**WHAT IS NEEDED**
Across all the entries below, count each line that holds "PartialEq" and report the figure only.

PROVIDED DATA section start

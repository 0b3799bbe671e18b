//! Retrieval core for the NICE NG12 suspected-cancer guideline: outline
//! segmentation, overlap-aware chunking, embedding index persistence, and
//! symptom-aware semantic queries.

pub mod chunk;
pub mod config;
pub mod embedding;
pub mod engine;
pub mod index;
pub mod ingest;
pub mod logging;
pub mod outline;

pub use chunk::{Chunk, ChunkBuilder, ChunkingConfig};
pub use config::Settings;
pub use embedding::{EmbeddingError, EmbeddingProvider, FastEmbedProvider, HashedEmbedder};
pub use engine::{Gender, QueryError, RetrievalEngine};
pub use index::{GuidelineIndex, IndexError, IndexStatistics, SearchHit};
pub use ingest::{IngestError, IngestReport, fingerprint_pages, ingest_pages};
pub use outline::{Outline, OutlineNode, PageText, SegmentError, Segmenter, UrgencyLevel};
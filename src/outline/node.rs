//! Outline tree types produced by segmentation.

use crate::outline::UrgencyLevel;
use serde::{Deserialize, Serialize};
use std::fmt;

/// One input page: 1-indexed page number plus its raw extracted text.
#[derive(Debug, Clone, PartialEq, Eq)]
pub struct PageText {
    pub number: u32,
    pub text: String,
}

impl PageText {
    pub fn new(number: u32, text: impl Into<String>) -> Self {
        Self {
            number,
            text: text.into(),
        }
    }
}

/// Hierarchy level of an outline node.
#[derive(Debug, Clone, Copy, PartialEq, Eq, Hash, Serialize, Deserialize)]
#[serde(rename_all = "snake_case")]
pub enum OutlineLevel {
    Document,
    Section,
    Subsection,
    Recommendation,
}

impl OutlineLevel {
    /// Depth in the open-node stack: the document root is 0, a
    /// recommendation 3. A new node closes every open node at depth >= its
    /// own before attaching.
    pub fn depth(&self) -> u8 {
        match self {
            Self::Document => 0,
            Self::Section => 1,
            Self::Subsection => 2,
            Self::Recommendation => 3,
        }
    }
}

impl fmt::Display for OutlineLevel {
    fn fmt(&self, f: &mut fmt::Formatter<'_>) -> fmt::Result {
        let name = match self {
            Self::Document => "document",
            Self::Section => "section",
            Self::Subsection => "subsection",
            Self::Recommendation => "recommendation",
        };
        write!(f, "{name}")
    }
}

/// A detected heading or recommendation, with the text that follows it.
///
/// `heading_line` and `body_lines` keep the source lines verbatim so chunk
/// assembly can reproduce the input text exactly.
#[derive(Debug, Clone, PartialEq)]
pub struct OutlineNode {
    pub level: OutlineLevel,

    /// Dotted numeric identifier ("1.1.2"); empty for the document root.
    pub identifier: String,

    /// Heading remainder after the identifier. May be empty (bare ids) or a
    /// full sentence (NG12 recommendations carry their text on the heading
    /// line).
    pub title: String,

    /// 1-indexed page where the node opened.
    pub page: u32,

    /// The source line verbatim; `None` for the document root.
    pub heading_line: Option<String>,

    /// Source lines accumulated under this node before its first child
    /// opened, verbatim.
    pub body_lines: Vec<String>,

    /// Highest-precedence urgency keyword found in title + body, finalized
    /// when the node closes.
    pub urgency: UrgencyLevel,

    /// Child nodes in document order.
    pub children: Vec<OutlineNode>,
}

impl OutlineNode {
    /// The document root: no identifier, no heading line.
    pub fn root() -> Self {
        Self {
            level: OutlineLevel::Document,
            identifier: String::new(),
            title: String::new(),
            page: 1,
            heading_line: None,
            body_lines: Vec::new(),
            urgency: UrgencyLevel::None,
            children: Vec::new(),
        }
    }

    pub(crate) fn open(
        level: OutlineLevel,
        identifier: String,
        title: String,
        page: u32,
        heading_line: String,
    ) -> Self {
        Self {
            level,
            identifier,
            title,
            page,
            heading_line: Some(heading_line),
            body_lines: Vec::new(),
            urgency: UrgencyLevel::None,
            children: Vec::new(),
        }
    }

    /// Body lines joined with newlines.
    pub fn body_text(&self) -> String {
        self.body_lines.join("\n")
    }

    /// Title plus body, the basis for urgency detection. A recommendation's
    /// sentence lives in its title, so scanning body alone would miss it.
    pub fn full_text(&self) -> String {
        if self.title.is_empty() {
            self.body_text()
        } else if self.body_lines.is_empty() {
            self.title.clone()
        } else {
            format!("{}\n{}", self.title, self.body_text())
        }
    }

    /// Count descendant nodes (excluding self) at the given level.
    pub fn count(&self, level: OutlineLevel) -> usize {
        self.children
            .iter()
            .map(|child| usize::from(child.level == level) + child.count(level))
            .sum()
    }

    /// Count descendant nodes at the given level whose urgency is at or
    /// above `floor`.
    pub fn count_at_least(&self, level: OutlineLevel, floor: UrgencyLevel) -> usize {
        self.children
            .iter()
            .map(|child| {
                usize::from(child.level == level && child.urgency >= floor)
                    + child.count_at_least(level, floor)
            })
            .sum()
    }

    /// Find a descendant by identifier (depth-first).
    pub fn find(&self, identifier: &str) -> Option<&OutlineNode> {
        for child in &self.children {
            if child.identifier == identifier {
                return Some(child);
            }
            if let Some(found) = child.find(identifier) {
                return Some(found);
            }
        }
        None
    }
}
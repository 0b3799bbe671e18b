//! Pluggable embedding backends.
//!
//! The index never prescribes a model; it consumes any
//! [`EmbeddingProvider`] and records its identity in the index metadata so
//! queries always compare vectors from a single embedding space.

pub mod hashed;
pub mod local;

pub use hashed::HashedEmbedder;
pub use local::FastEmbedProvider;

use crate::config::{EmbeddingConfig, EmbeddingProviderKind};
use std::sync::Arc;
use thiserror::Error;

pub type EmbeddingResult<T> = Result<T, EmbeddingError>;

#[derive(Error, Debug)]
pub enum EmbeddingError {
    #[error("failed to initialize embedding model '{model}': {message}")]
    ModelInit { model: String, message: String },

    #[error("embedding generation failed: {0}")]
    Failed(String),

    #[error("embedding backend returned {got} vector(s), expected {expected}")]
    WrongShape { expected: usize, got: usize },
}

/// Text-to-vector capability. Implementations must be shareable across
/// threads; interior mutability is the implementation's concern.
pub trait EmbeddingProvider: Send + Sync {
    /// Stable identifier recorded in index metadata (e.g.
    /// `fastembed:AllMiniLML6V2`).
    fn model_id(&self) -> String;

    /// Output vector dimension.
    fn dimensions(&self) -> usize;

    /// Embed a batch of texts, one vector per input, in order.
    fn embed_batch(&self, texts: &[&str]) -> EmbeddingResult<Vec<Vec<f32>>>;

    /// Embed a single text.
    fn embed(&self, text: &str) -> EmbeddingResult<Vec<f32>> {
        let mut vectors = self.embed_batch(&[text])?;
        if vectors.len() != 1 {
            return Err(EmbeddingError::WrongShape {
                expected: 1,
                got: vectors.len(),
            });
        }
        Ok(vectors.swap_remove(0))
    }
}

/// Build the provider selected by configuration.
pub fn provider_from_config(
    config: &EmbeddingConfig,
) -> EmbeddingResult<Arc<dyn EmbeddingProvider>> {
    match config.provider {
        EmbeddingProviderKind::Fastembed => Ok(Arc::new(FastEmbedProvider::new(
            &config.model,
            config.cache_dir.as_deref(),
        )?)),
        EmbeddingProviderKind::Hashed => {
            Ok(Arc::new(HashedEmbedder::new(config.hashed_dimensions)))
        }
    }
}
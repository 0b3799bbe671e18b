//! Line-oriented segmentation of page text into an outline tree.
//!
//! Heading lines carry dotted numeric identifiers ("1.1", "1.1.2",
//! "1.1.2.3"). Classification is by component count plus remainder shape:
//! a 3-component id with a heading-like remainder opens a subsection, while
//! the same id followed by a sentence is a recommendation (NG12 writes
//! recommendations as "1.1.1 Offer urgent referral ..."). Numbering gaps,
//! out-of-order ids and orphaned ids are recorded as anomalies, never
//! errors; the only fatal outcome is a document with no sections at all.

use crate::outline::{OutlineLevel, OutlineNode, PageText, UrgencyLevel};
use regex::Regex;
use serde::Serialize;
use std::fmt;
use thiserror::Error;
use tracing::{debug, warn};

/// Headings longer than this are treated as sentence text, not titles.
const MAX_TITLE_CHARS: usize = 60;

/// Dotted numeric identifier at line start, optional remainder.
const HEADING_PATTERN: &str = r"^(\d+(?:\.\d+)+)(?:\s+(.*))?$";

pub type SegmentResult<T> = Result<T, SegmentError>;

#[derive(Error, Debug)]
pub enum SegmentError {
    #[error(
        "no recognizable structure: scanned {pages} page(s) without finding a section header. \
         Expected lines like '1.1 Lung and pleural cancers'"
    )]
    NoSections { pages: usize },
}

/// A structural irregularity observed during segmentation. Non-fatal:
/// returned alongside the outline for the caller to inspect.
#[derive(Debug, Clone, PartialEq, Eq, Serialize)]
#[serde(tag = "kind", rename_all = "snake_case")]
pub enum OutlineAnomaly {
    /// Sibling numbering skipped one or more values ("1.1.1" -> "1.1.3").
    NumberingGap {
        previous: String,
        found: String,
        page: u32,
    },
    /// Sibling numbering did not increase ("1.1.4" -> "1.1.2").
    OutOfOrder {
        previous: String,
        found: String,
        page: u32,
    },
    /// Identifier does not extend the enclosing node's identifier; the node
    /// is attached under it anyway.
    OrphanIdentifier {
        enclosing: String,
        found: String,
        page: u32,
    },
    /// Identifier with five or more components; treated as a recommendation.
    ExcessiveDepth { identifier: String, page: u32 },
}

impl fmt::Display for OutlineAnomaly {
    fn fmt(&self, f: &mut fmt::Formatter<'_>) -> fmt::Result {
        match self {
            Self::NumberingGap {
                previous,
                found,
                page,
            } => write!(f, "numbering gap after {previous}: found {found} (page {page})"),
            Self::OutOfOrder {
                previous,
                found,
                page,
            } => write!(f, "out-of-order id after {previous}: found {found} (page {page})"),
            Self::OrphanIdentifier {
                enclosing,
                found,
                page,
            } => write!(f, "id {found} does not extend enclosing {enclosing} (page {page})"),
            Self::ExcessiveDepth { identifier, page } => {
                write!(f, "unexpectedly deep id {identifier} (page {page})")
            }
        }
    }
}

/// Segmentation result: the document root plus any anomalies observed.
#[derive(Debug, Clone)]
pub struct Outline {
    pub root: OutlineNode,
    pub anomalies: Vec<OutlineAnomaly>,
}

impl Outline {
    pub fn sections(&self) -> usize {
        self.root.count(OutlineLevel::Section)
    }

    pub fn subsections(&self) -> usize {
        self.root.count(OutlineLevel::Subsection)
    }

    pub fn recommendations(&self) -> usize {
        self.root.count(OutlineLevel::Recommendation)
    }

    /// Recommendations in an urgent tier (urgent and above).
    pub fn urgent_recommendations(&self) -> usize {
        self.root
            .count_at_least(OutlineLevel::Recommendation, UrgencyLevel::Urgent)
    }
}

/// Segments ordered page texts into an [`Outline`].
pub struct Segmenter {
    heading: Regex,
}

impl Default for Segmenter {
    fn default() -> Self {
        Self::new()
    }
}

/// Classification of a single input line.
enum LineClass {
    Heading {
        level: OutlineLevel,
        identifier: String,
        title: String,
        excessive: bool,
    },
    Body,
}

impl Segmenter {
    pub fn new() -> Self {
        Self {
            heading: Regex::new(HEADING_PATTERN).expect("heading pattern is valid"),
        }
    }

    /// Build the outline for an ordered page sequence.
    ///
    /// Every input line is preserved verbatim on exactly one node (heading
    /// lines on the node they open, body lines on the deepest open node),
    /// so downstream chunking can reproduce the input text exactly.
    pub fn segment(&self, pages: &[PageText]) -> SegmentResult<Outline> {
        let mut builder = TreeBuilder::new(pages.first().map_or(1, |p| p.number));

        for page in pages {
            for line in page.text.split('\n') {
                match self.classify(line) {
                    LineClass::Heading {
                        level,
                        identifier,
                        title,
                        excessive,
                    } => {
                        debug!("detected {level} {identifier} on page {}", page.number);
                        if excessive {
                            builder.record(OutlineAnomaly::ExcessiveDepth {
                                identifier: identifier.clone(),
                                page: page.number,
                            });
                        }
                        builder.open(level, identifier, title, page.number, line.to_string());
                    }
                    LineClass::Body => builder.body(line),
                }
            }
        }

        builder.finish(pages.len())
    }

    fn classify(&self, line: &str) -> LineClass {
        let trimmed = line.trim();
        let Some(caps) = self.heading.captures(trimmed) else {
            return LineClass::Body;
        };

        let identifier = &caps[1];
        let title = caps.get(2).map_or("", |m| m.as_str().trim());
        let components = identifier.split('.').count();

        let (level, excessive) = match components {
            2 if is_title_like(title) => (OutlineLevel::Section, false),
            // A 2-component id followed by sentence text is usually a
            // quantity ("1.5 mg daily"), not a heading.
            2 => return LineClass::Body,
            3 if is_title_like(title) => (OutlineLevel::Subsection, false),
            3 => (OutlineLevel::Recommendation, false),
            4 => (OutlineLevel::Recommendation, false),
            _ => (OutlineLevel::Recommendation, true),
        };

        LineClass::Heading {
            level,
            identifier: identifier.to_string(),
            title: title.to_string(),
            excessive,
        }
    }
}

/// Short heading-shaped remainder: starts uppercase, bounded length, no
/// terminal sentence punctuation.
fn is_title_like(rest: &str) -> bool {
    if rest.is_empty() || rest.chars().count() > MAX_TITLE_CHARS {
        return false;
    }
    if !rest.chars().next().is_some_and(|c| c.is_ascii_uppercase()) {
        return false;
    }
    !rest.ends_with(['.', '!', '?'])
}

/// Numeric components of a dotted identifier.
fn id_components(identifier: &str) -> Vec<u64> {
    identifier
        .split('.')
        .map(|part| part.parse().unwrap_or(u64::MAX))
        .collect()
}

/// Open-node stack; nodes move into their parent's children when closed.
struct TreeBuilder {
    stack: Vec<OutlineNode>,
    anomalies: Vec<OutlineAnomaly>,
    sections_seen: usize,
}

impl TreeBuilder {
    fn new(first_page: u32) -> Self {
        let mut root = OutlineNode::root();
        root.page = first_page;
        Self {
            stack: vec![root],
            anomalies: Vec::new(),
            sections_seen: 0,
        }
    }

    fn record(&mut self, anomaly: OutlineAnomaly) {
        warn!("outline anomaly: {anomaly}");
        self.anomalies.push(anomaly);
    }

    fn open(
        &mut self,
        level: OutlineLevel,
        identifier: String,
        title: String,
        page: u32,
        heading_line: String,
    ) {
        self.close_to_depth(level.depth());
        self.check_placement(&identifier, page);

        if level == OutlineLevel::Section {
            self.sections_seen += 1;
        }
        self.stack
            .push(OutlineNode::open(level, identifier, title, page, heading_line));
    }

    fn body(&mut self, line: &str) {
        if let Some(top) = self.stack.last_mut() {
            top.body_lines.push(line.to_string());
        }
    }

    /// Close open nodes at `depth` or deeper. The root (depth 0) is never
    /// closed here.
    fn close_to_depth(&mut self, depth: u8) {
        while self.stack.len() > 1
            && self
                .stack
                .last()
                .is_some_and(|node| node.level.depth() >= depth)
        {
            self.close_top();
        }
    }

    fn close_top(&mut self) {
        if let Some(mut node) = self.stack.pop() {
            node.urgency = UrgencyLevel::detect(&node.full_text());
            if let Some(parent) = self.stack.last_mut() {
                parent.children.push(node);
            }
        }
    }

    /// Anomaly checks against the enclosing node and the previous sibling,
    /// run after ancestors have been closed.
    fn check_placement(&mut self, identifier: &str, page: u32) {
        let Some(parent) = self.stack.last() else {
            return;
        };
        let enclosing = parent.identifier.clone();
        let previous = parent.children.last().map(|node| node.identifier.clone());

        if !enclosing.is_empty() && !identifier.starts_with(&format!("{enclosing}.")) {
            self.record(OutlineAnomaly::OrphanIdentifier {
                enclosing,
                found: identifier.to_string(),
                page,
            });
        }

        if let Some(previous) = previous {
            let prev = id_components(&previous);
            let next = id_components(identifier);
            if next <= prev {
                self.record(OutlineAnomaly::OutOfOrder {
                    previous,
                    found: identifier.to_string(),
                    page,
                });
            } else if prev.len() == next.len()
                && prev[..prev.len() - 1] == next[..next.len() - 1]
                && next[next.len() - 1] > prev[prev.len() - 1] + 1
            {
                self.record(OutlineAnomaly::NumberingGap {
                    previous,
                    found: identifier.to_string(),
                    page,
                });
            }
        }
    }

    fn finish(mut self, pages: usize) -> SegmentResult<Outline> {
        if self.sections_seen == 0 {
            return Err(SegmentError::NoSections { pages });
        }

        self.close_to_depth(1);
        let mut root = self.stack.pop().unwrap_or_else(OutlineNode::root);
        root.urgency = UrgencyLevel::detect(&root.body_text());

        debug!(
            "segmented {pages} page(s): {} sections, {} subsections, {} recommendations, {} anomalies",
            root.count(OutlineLevel::Section),
            root.count(OutlineLevel::Subsection),
            root.count(OutlineLevel::Recommendation),
            self.anomalies.len()
        );

        Ok(Outline {
            root,
            anomalies: self.anomalies,
        })
    }
}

PROVIDED DATA section end

**SOLUTION FOR THIS EXERCISE**
4